On first glance, you would think that a “detached parent” was an uncaring or uninvolved parent. Detachment parenting seems almost as if it was created specifically to rebut the attachment parenting model that has grown to be so popular. However, according to Heidi Smith Luedtke, Ph.D., author of Detachment Parenting: 33 Ways to Keep Your Cool When Kids Melt Down, detachment parenting is nothing of the sort. Luedtke explains in her book, “Rest assured, detachment parenting is not the opposite of attachment parenting. It doesn’t require you to deny your feelings, keep kids at arms’ length or let them cry it out when they’re distressed.” She says, “Detachment parenting does not prescribe choices about how you feed, cuddle or care for your kids. Breastfeeding, baby-wearing, co-sleeping parents can use these techniques. So can bottle-feeding, stroller-pushing, sleep-scheduling parents.”

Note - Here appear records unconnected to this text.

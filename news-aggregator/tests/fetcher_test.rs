use news_aggregator::types::{AggregatorError, FetchConfig, Result};
use news_aggregator::{
    AggregatorConfig, FeedSource, Fetcher, IngestionPipeline, PullFeed, RssPuller, SharedCache,
    SourceRegistry,
};
use wiremock::matchers::{header, header_exists, method, path};
use wiremock::{Mock, MockServer, ResponseTemplate};

const RSS: &str = r#"<?xml version="1.0" encoding="UTF-8"?>
<rss version="2.0">
  <channel>
    <title>Mock Entertainment</title>
    <link>http://mock.example/</link>
    <description>Mock feed</description>
    <item>
      <title>Breaking: Director Signs Sequel Deal</title>
      <link>http://mock.example/sequel</link>
      <description>&lt;p&gt;The film studio confirmed the deal.&lt;/p&gt;</description>
      <pubDate>Mon, 06 Sep 2021 16:45:00 GMT</pubDate>
      <enclosure url="http://mock.example/sequel.jpg" type="image/jpeg" length="1024"/>
    </item>
    <item>
      <title>Band Announces World Tour</title>
      <link>http://mock.example/tour</link>
      <description>Dates for the concert tour are out.</description>
    </item>
  </channel>
</rss>"#;

fn fast_config() -> FetchConfig {
    FetchConfig {
        timeout_seconds: 2,
        initial_backoff_ms: 10,
        ..FetchConfig::default()
    }
}

fn source(server: &MockServer, name: &str, route: &str) -> FeedSource {
    FeedSource::new(name, format!("{}{}", server.uri(), route))
}

#[tokio::test]
async fn retries_transient_status_then_succeeds() -> Result<()> {
    let server = MockServer::start().await;
    Mock::given(method("GET"))
        .and(path("/feed"))
        .respond_with(ResponseTemplate::new(503))
        .up_to_n_times(2)
        .expect(2)
        .mount(&server)
        .await;
    Mock::given(method("GET"))
        .and(path("/feed"))
        .respond_with(ResponseTemplate::new(200).set_body_string(RSS))
        .expect(1)
        .mount(&server)
        .await;

    let fetcher = Fetcher::new(fast_config())?;
    let body = fetcher.fetch_feed(&source(&server, "Mock", "/feed")).await?;
    assert_eq!(body, RSS.as_bytes());
    Ok(())
}

#[tokio::test]
async fn gives_up_after_retry_budget() -> Result<()> {
    let server = MockServer::start().await;
    Mock::given(method("GET"))
        .and(path("/feed"))
        .respond_with(ResponseTemplate::new(500))
        .expect(4)
        .mount(&server)
        .await;

    let fetcher = Fetcher::new(fast_config())?;
    let err = fetcher
        .fetch_feed(&source(&server, "Mock", "/feed"))
        .await
        .unwrap_err();
    assert_eq!(err.source_name(), Some("Mock"));
    assert!(err.to_string().contains("after 4 attempts"));
    Ok(())
}

#[tokio::test]
async fn does_not_retry_client_errors() -> Result<()> {
    let server = MockServer::start().await;
    Mock::given(method("GET"))
        .and(path("/missing"))
        .respond_with(ResponseTemplate::new(404))
        .expect(1)
        .mount(&server)
        .await;

    let fetcher = Fetcher::new(fast_config())?;
    let err = fetcher
        .fetch_feed(&source(&server, "Mock", "/missing"))
        .await
        .unwrap_err();
    match err {
        AggregatorError::Fetch { source_name, reason } => {
            assert_eq!(source_name, "Mock");
            assert!(reason.contains("404"));
        }
        other => panic!("unexpected error: {other}"),
    }
    Ok(())
}

#[tokio::test]
async fn connection_failure_is_a_fetch_error() -> Result<()> {
    let fetcher = Fetcher::new(fast_config())?;
    let err = fetcher
        .fetch_feed(&FeedSource::new("Offline", "http://127.0.0.1:1/rss"))
        .await
        .unwrap_err();
    assert!(matches!(err, AggregatorError::Fetch { .. }));
    assert_eq!(err.source_name(), Some("Offline"));
    Ok(())
}

#[tokio::test]
async fn sends_browser_headers() -> Result<()> {
    let server = MockServer::start().await;
    Mock::given(method("GET"))
        .and(header_exists("user-agent"))
        .and(header_exists("accept-language"))
        .and(header("cache-control", "no-cache"))
        .respond_with(ResponseTemplate::new(200).set_body_string(RSS))
        .expect(1)
        .mount(&server)
        .await;

    let fetcher = Fetcher::new(fast_config())?;
    fetcher.fetch_feed(&source(&server, "Mock", "/feed")).await?;
    Ok(())
}

#[tokio::test]
async fn rss_puller_parses_served_feed() -> Result<()> {
    let server = MockServer::start().await;
    Mock::given(method("GET"))
        .and(path("/rss"))
        .respond_with(ResponseTemplate::new(200).set_body_string(RSS))
        .mount(&server)
        .await;

    let puller = RssPuller::new(fast_config(), 15)?;
    let entries = puller.pull(&source(&server, "Mock", "/rss")).await?;
    assert_eq!(entries.len(), 2);
    assert_eq!(entries[0].title, "Breaking: Director Signs Sequel Deal");
    assert_eq!(entries[0].summary_text(), "The film studio confirmed the deal.");
    assert_eq!(
        entries[0].image_url().as_deref(),
        Some("http://mock.example/sequel.jpg")
    );
    assert!(entries[1].published.is_none());
    Ok(())
}

#[tokio::test]
async fn full_cycle_against_mock_server() -> Result<()> {
    let server = MockServer::start().await;
    Mock::given(method("GET"))
        .and(path("/good"))
        .respond_with(ResponseTemplate::new(200).set_body_string(RSS))
        .mount(&server)
        .await;
    Mock::given(method("GET"))
        .and(path("/broken"))
        .respond_with(ResponseTemplate::new(200).set_body_string("<html>not a feed</html>"))
        .mount(&server)
        .await;

    let registry = SourceRegistry::new(vec![
        source(&server, "Good", "/good"),
        source(&server, "Broken", "/broken"),
    ])?;
    let config = AggregatorConfig {
        fetch: fast_config(),
        ..AggregatorConfig::default()
    };
    let cache = SharedCache::new();
    let pipeline = IngestionPipeline::from_config(config, registry, cache.clone(), None)?;

    let report = pipeline.run_cycle().await?;
    assert_eq!(report.sources_ok, 1);
    assert_eq!(report.sources_failed, 1);
    assert_eq!(report.unique, 2);

    let snapshot = cache.snapshot().await;
    assert!(snapshot.articles[0].breaking_news);
    assert_eq!(snapshot.category("Movies").len(), 1);
    assert_eq!(snapshot.category("Music").len(), 1);
    assert!(snapshot.health.failed_sources["Broken"].starts_with("Failed to parse feed from Broken"));
    Ok(())
}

What is Detachment Parenting?
Detachment parenting has less to do with the lifestyle decisions you make for your family, such as feeding, diapering, or sleeping choices, and more to do with how you as a parent respond to your child’s emotions, as well as your own. It’s very easy to react to parenting scenarios with your emotions, rather than taking the time to calm down or think things through before you respond to your child. In Luedtke’s book, she provides tools that allow parents to “break out of fight-or-flight mode.” Instead of reacting to situations emotionally, she shows parents ways to tune into their bodies’ “natural relaxation response”. Once a parent is calm, she is naturally better able to respond to her child’s needs.

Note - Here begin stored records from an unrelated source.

use crate::aggregation::DEFAULT_CATEGORY_LIMIT;
use crate::enrichment::DEFAULT_SUMMARY_LIMIT;
use crate::parser::DEFAULT_MAX_ENTRIES;
use crate::ranking::DEFAULT_TRENDING_LIMIT;
use crate::sources::SourceRegistry;
use crate::types::{FetchConfig, Result};
use clap::Parser;
use std::path::PathBuf;
use std::time::Duration;

pub const DEFAULT_INTERVAL_SECS: u64 = 15;
pub const DEFAULT_MIRROR_KEY: &str = "news:snapshot";
pub const DEFAULT_MIRROR_TTL_SECS: u64 = 300;

/// Runtime knobs for the ingestion pipeline and scheduler.
#[derive(Debug, Clone)]
pub struct AggregatorConfig {
    pub interval_secs: u64,
    pub max_entries: usize,
    pub summary_limit: usize,
    pub trending_limit: usize,
    pub category_limit: usize,
    pub mirror_key: String,
    pub mirror_ttl_secs: u64,
    pub fetch: FetchConfig,
}

impl Default for AggregatorConfig {
    fn default() -> Self {
        Self {
            interval_secs: DEFAULT_INTERVAL_SECS,
            max_entries: DEFAULT_MAX_ENTRIES,
            summary_limit: DEFAULT_SUMMARY_LIMIT,
            trending_limit: DEFAULT_TRENDING_LIMIT,
            category_limit: DEFAULT_CATEGORY_LIMIT,
            mirror_key: DEFAULT_MIRROR_KEY.to_string(),
            mirror_ttl_secs: DEFAULT_MIRROR_TTL_SECS,
            fetch: FetchConfig::default(),
        }
    }
}

impl AggregatorConfig {
    pub fn interval(&self) -> Duration {
        Duration::from_secs(self.interval_secs)
    }

    pub fn mirror_ttl(&self) -> Duration {
        Duration::from_secs(self.mirror_ttl_secs)
    }
}

#[derive(Debug, Parser)]
#[command(name = "news-aggregator", about = "Entertainment news ingestion pipeline")]
pub struct Cli {
    /// Seconds to sleep between cycles
    #[arg(long, default_value_t = DEFAULT_INTERVAL_SECS)]
    pub interval_secs: u64,

    /// Maximum entries taken from each feed per cycle
    #[arg(long, default_value_t = DEFAULT_MAX_ENTRIES)]
    pub max_entries: usize,

    /// JSON file with a list of {"name", "url", "high_trust"} sources
    #[arg(long)]
    pub sources: Option<PathBuf>,

    /// PostgreSQL URL for the snapshot mirror
    #[arg(long, env = "DATABASE_URL")]
    pub database_url: Option<String>,

    /// Per-request fetch timeout in seconds
    #[arg(long, default_value_t = 10)]
    pub timeout_secs: u64,

    /// Run a single cycle, print the snapshot and exit
    #[arg(long)]
    pub once: bool,
}

impl Cli {
    pub fn to_config(&self) -> AggregatorConfig {
        let mut config = AggregatorConfig {
            interval_secs: self.interval_secs,
            max_entries: self.max_entries,
            ..AggregatorConfig::default()
        };
        config.fetch.timeout_seconds = self.timeout_secs;
        config
    }

    pub fn registry(&self) -> Result<SourceRegistry> {
        match &self.sources {
            Some(path) => SourceRegistry::from_json_file(path),
            None => Ok(SourceRegistry::entertainment()),
        }
    }
}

The main premise of detachment parenting is that you become more “detached” from the emotional scenarios that you encounter, and not allow your kids’ or your own high emotions affect how you parent. Some of the methods of detachment parenting are common sense. When you or your kids get angry, you need to take steps to stay calm. You can use simple things to help you get your mind in a calmer place, such as counting to 100, taking a time out of your own, or deep breathing.
Other ways to keep your family running more smoothly include having structure and rules. Routines and rules help children know what to expect. They keep things more predictable, and there is less likelihood of tension or friction when kids have structure.

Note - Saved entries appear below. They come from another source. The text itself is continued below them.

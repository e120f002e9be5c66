use crate::aggregation::{category_buckets, source_stats_delta};
use crate::cache::{CachePublisher, CycleOutput, SharedCache};
use crate::config::AggregatorConfig;
use crate::dedup::deduplicate;
use crate::enrichment::Enricher;
use crate::ranking::{date_prioritized, trending};
use crate::sentiment::LexiconSentiment;
use crate::sources::{FeedSource, RssPuller, SourceRegistry};
use crate::traits::{PullFeed, SnapshotMirror};
use crate::types::{Article, RawEntry, Result};
use chrono::Utc;
use futures::future::join_all;
use serde::Serialize;
use std::collections::BTreeMap;
use std::sync::Arc;
use tokio::sync::Mutex;
use tracing::{info, info_span, warn, Instrument};
use uuid::Uuid;

/// Summary of one fetch-enrich-dedupe-rank-publish pass.
#[derive(Debug, Clone, Serialize)]
pub struct CycleReport {
    pub cycle_id: Uuid,
    pub sources_ok: usize,
    pub sources_failed: usize,
    pub fetched: usize,
    pub unique: usize,
    pub duplicates: u64,
    /// Version of the snapshot this cycle published.
    pub snapshot_version: u64,
    /// False when nothing was fetched and only health was updated.
    pub articles_published: bool,
}

struct FetchResults {
    entries: Vec<(String, Vec<RawEntry>)>,
    succeeded: Vec<String>,
    failed: BTreeMap<String, String>,
}

/// Runs one cycle at a time over every registered source and hands the
/// result to the cache publisher.
pub struct IngestionPipeline {
    registry: Arc<SourceRegistry>,
    puller: Arc<dyn PullFeed>,
    enricher: Enricher,
    cache: SharedCache,
    publisher: Mutex<CachePublisher>,
    config: AggregatorConfig,
}

impl IngestionPipeline {
    pub fn new(
        registry: SourceRegistry,
        puller: Arc<dyn PullFeed>,
        enricher: Enricher,
        publisher: CachePublisher,
        config: AggregatorConfig,
    ) -> Self {
        Self {
            registry: Arc::new(registry),
            puller,
            enricher,
            cache: publisher.cache().clone(),
            publisher: Mutex::new(publisher),
            config,
        }
    }

    /// Production wiring: HTTP puller, lexicon sentiment, optional mirror.
    pub fn from_config(
        config: AggregatorConfig,
        registry: SourceRegistry,
        cache: SharedCache,
        mirror: Option<Arc<dyn SnapshotMirror>>,
    ) -> Result<Self> {
        let puller = RssPuller::new(config.fetch.clone(), config.max_entries)?;
        let enricher = Enricher::new(Arc::new(LexiconSentiment::new()), config.summary_limit);
        let mut publisher = CachePublisher::new(cache);
        if let Some(mirror) = mirror {
            publisher = publisher.with_mirror(mirror, config.mirror_key.clone(), config.mirror_ttl());
        }
        Ok(Self::new(registry, Arc::new(puller), enricher, publisher, config))
    }

    pub fn cache(&self) -> &SharedCache {
        &self.cache
    }

    pub fn registry(&self) -> &SourceRegistry {
        &self.registry
    }

    pub async fn run_cycle(&self) -> Result<CycleReport> {
        let cycle_id = Uuid::new_v4();
        let span = info_span!("cycle", id = %cycle_id);
        self.run_cycle_inner(cycle_id).instrument(span).await
    }

    async fn run_cycle_inner(&self, cycle_id: Uuid) -> Result<CycleReport> {
        info!("Starting cycle over {} sources", self.registry.len());
        let fetched = self.fetch_all().await;
        let sources_ok = fetched.succeeded.len();
        let sources_failed = fetched.failed.len();

        // Serializes publishes if cycles are ever driven concurrently.
        let mut publisher = self.publisher.lock().await;

        if fetched.entries.is_empty() {
            let snapshot = publisher
                .publish_health(&fetched.succeeded, fetched.failed)
                .await;
            return Ok(CycleReport {
                cycle_id,
                sources_ok,
                sources_failed,
                fetched: 0,
                unique: 0,
                duplicates: 0,
                snapshot_version: snapshot.version,
                articles_published: false,
            });
        }

        let now = Utc::now();
        let enriched: Vec<Article> = fetched
            .entries
            .iter()
            .flat_map(|(source, entries)| self.enricher.enrich_all(source, entries, now))
            .collect();
        let fetched_count = enriched.len();

        let outcome = deduplicate(enriched, &self.registry);
        let unique = outcome.articles.len();
        let duplicates = outcome.duplicates;

        let output = CycleOutput {
            trending: trending(&outcome.articles, &self.registry, now, self.config.trending_limit),
            categories: category_buckets(&outcome.articles, self.config.category_limit),
            stats_delta: source_stats_delta(&outcome.articles),
            articles: date_prioritized(&outcome.articles),
            duplicates,
            succeeded_sources: fetched.succeeded,
            failed_sources: fetched.failed,
            completed_at: Utc::now(),
        };
        let snapshot = publisher.publish(output).await;

        info!(
            "Cycle complete: {} sources ok, {} failed, {} fetched, {} unique, {} duplicates",
            sources_ok, sources_failed, fetched_count, unique, duplicates
        );

        Ok(CycleReport {
            cycle_id,
            sources_ok,
            sources_failed,
            fetched: fetched_count,
            unique,
            duplicates,
            snapshot_version: snapshot.version,
            articles_published: true,
        })
    }

    /// Pull every source concurrently. A failing source is recorded and
    /// never affects the others.
    async fn fetch_all(&self) -> FetchResults {
        let pulls = self
            .registry
            .sources()
            .iter()
            .map(|source| async move { (source, self.pull_one(source).await) });
        let outcomes = join_all(pulls).await;

        let mut results = FetchResults {
            entries: Vec::new(),
            succeeded: Vec::new(),
            failed: BTreeMap::new(),
        };
        for (source, outcome) in outcomes {
            match outcome {
                Ok(entries) => {
                    results.succeeded.push(source.name.clone());
                    results.entries.push((source.name.clone(), entries));
                }
                Err(reason) => {
                    warn!("Source {} failed: {}", source.name, reason);
                    results.failed.insert(source.name.clone(), reason);
                }
            }
        }
        results
    }

    async fn pull_one(&self, source: &FeedSource) -> std::result::Result<Vec<RawEntry>, String> {
        match self.puller.pull(source).await {
            Ok(entries) if entries.is_empty() => Err("feed contains no usable entries".to_string()),
            Ok(entries) => Ok(entries),
            Err(e) => Err(e.to_string()),
        }
    }
}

Detached parents tend to want their children to be independent and are not completely absorbed in their children’s lives. Of course, they love their kids and spend time with their kids, but they also make time for themselves. They try to make time for “me time” so that they are happier, more relaxed, and better able to deal with the situations that come up with their kids.
What Detachment Parenting Isn’t?
Although some detached parents use methods considered to be the opposite of “attachment parenting,” many do not. Being a detached parent doesn’t mean you ignore your child when he cries or that breastfeeding or cosleeping is off limits for you. It just means that you have chosen to use a more structured and less-reactive type of parenting style.